**Dataset:**
=== Section Start ===
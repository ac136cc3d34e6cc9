//! Operator semantics.
//!
//! Direct enum dispatch keyed by the left operand's type, then the
//! operator. Operands must already be forced. Equality never fails on a
//! type mismatch; every other mismatch is a type error. Division by zero
//! is not an error: it raises `"div0"` in the language.

use ferment_ir::{BinaryOp, StringInterner, UnaryOp};

use crate::errors::{
    binary_type_mismatch, integer_overflow, invalid_operator, ControlAction, EvalError, EvalResult,
};
use crate::value::{StructRef, Value};

/// Payload raised on integer division by zero.
pub const DIV_ZERO_TAG: &str = "div0";

/// Evaluate a binary operation on two forced operands.
///
/// `&&` and `||` are accepted here with both operands already evaluated;
/// the interpreter short-circuits before calling in.
#[allow(clippy::needless_pass_by_value)]
pub fn evaluate_binary(
    left: Value,
    right: Value,
    op: BinaryOp,
    interner: &StringInterner,
) -> EvalResult {
    if op.is_equality() {
        let equal = values_equal(&left, &right);
        return Ok(Value::Bool(if op == BinaryOp::Eq { equal } else { !equal }));
    }
    if op.is_short_circuit() {
        logical_operand(&left, op, interner)?;
        let result = logical_operand(&right, op, interner)?;
        return Ok(Value::Bool(result));
    }

    match (&left, &right) {
        (Value::Int(a), Value::Int(b)) => eval_int_binary(*a, *b, op),
        (Value::Str(a), Value::Str(b)) if op == BinaryOp::Add => {
            let mut joined = String::with_capacity(a.len() + b.len());
            joined.push_str(a);
            joined.push_str(b);
            Ok(Value::string(&joined))
        }
        (Value::Int(_), _) | (Value::Str(_), _) if supported_by(&left, op) => Err(
            binary_type_mismatch(
                op.as_symbol(),
                &left.type_name(interner),
                &right.type_name(interner),
            )
            .into(),
        ),
        _ => Err(invalid_operator(op.as_symbol(), &left.type_name(interner)).into()),
    }
}

/// Whether `op` is defined for the left operand's type at all.
fn supported_by(left: &Value, op: BinaryOp) -> bool {
    match left {
        Value::Int(_) => !op.is_short_circuit(),
        Value::Str(_) => matches!(op, BinaryOp::Add),
        _ => false,
    }
}

fn eval_int_binary(a: i64, b: i64, op: BinaryOp) -> EvalResult {
    let checked = |result: Option<i64>| {
        result
            .map(Value::Int)
            .ok_or_else(|| ControlAction::from(integer_overflow(op.as_symbol())))
    };
    match op {
        BinaryOp::Add => checked(a.checked_add(b)),
        BinaryOp::Sub => checked(a.checked_sub(b)),
        BinaryOp::Mul => checked(a.checked_mul(b)),
        BinaryOp::Div => {
            if b == 0 {
                Err(ControlAction::Raise(Value::string(DIV_ZERO_TAG)))
            } else {
                checked(floor_div(a, b))
            }
        }
        BinaryOp::Lt => Ok(Value::Bool(a < b)),
        BinaryOp::LtEq => Ok(Value::Bool(a <= b)),
        BinaryOp::Gt => Ok(Value::Bool(a > b)),
        BinaryOp::GtEq => Ok(Value::Bool(a >= b)),
        BinaryOp::Eq => Ok(Value::Bool(a == b)),
        BinaryOp::NotEq => Ok(Value::Bool(a != b)),
        BinaryOp::And | BinaryOp::Or => Err(invalid_operator(op.as_symbol(), "int").into()),
    }
}

/// Integer division rounding toward negative infinity.
///
/// `None` on overflow (`i64::MIN / -1`); `b` must be nonzero.
pub fn floor_div(a: i64, b: i64) -> Option<i64> {
    let q = a.checked_div(b)?;
    if a % b != 0 && ((a < 0) != (b < 0)) {
        q.checked_sub(1)
    } else {
        Some(q)
    }
}

/// The language's `==`.
///
/// Same-type primitives compare by value; an int compared with a bool is
/// coerced to bool first; struct references (and nil) compare by
/// identity; any other pairing is unequal.
pub fn values_equal(left: &Value, right: &Value) -> bool {
    match (left, right) {
        (Value::Int(a), Value::Int(b)) => a == b,
        (Value::Bool(a), Value::Bool(b)) => a == b,
        (Value::Int(n), Value::Bool(b)) | (Value::Bool(b), Value::Int(n)) => (*n != 0) == *b,
        (Value::Str(a), Value::Str(b)) => a == b,
        (Value::Nil, Value::Nil) => true,
        (Value::Nil, Value::Struct(r)) | (Value::Struct(r), Value::Nil) => r.is_nil(),
        (Value::Struct(a), Value::Struct(b)) => StructRef::same_ref(a, b),
        _ => false,
    }
}

/// Coerce an operand of `&&`, `||` or `!` to bool.
pub fn logical_operand(
    value: &Value,
    op: BinaryOp,
    interner: &StringInterner,
) -> Result<bool, EvalError> {
    value
        .coerce_bool()
        .ok_or_else(|| invalid_operator(op.as_symbol(), &value.type_name(interner)))
}

/// Evaluate a unary operation on a forced operand.
pub fn evaluate_unary(value: &Value, op: UnaryOp, interner: &StringInterner) -> EvalResult {
    match (value, op) {
        (Value::Int(n), UnaryOp::Neg) => n
            .checked_neg()
            .map(Value::Int)
            .ok_or_else(|| integer_overflow("negation").into()),
        (Value::Bool(_) | Value::Int(_), UnaryOp::Not) => {
            Ok(Value::Bool(!value.coerce_bool().unwrap_or_default()))
        }
        _ => Err(invalid_operator(op.as_symbol(), &value.type_name(interner)).into()),
    }
}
=== Section End ===
**Brief:**
Copy out every line from the data above that has "already" in it.

**Response to this exercise:**
//! operator. Operands must already be forced. Equality never fails on a
/// `&&` and `||` are accepted here with both operands already evaluated;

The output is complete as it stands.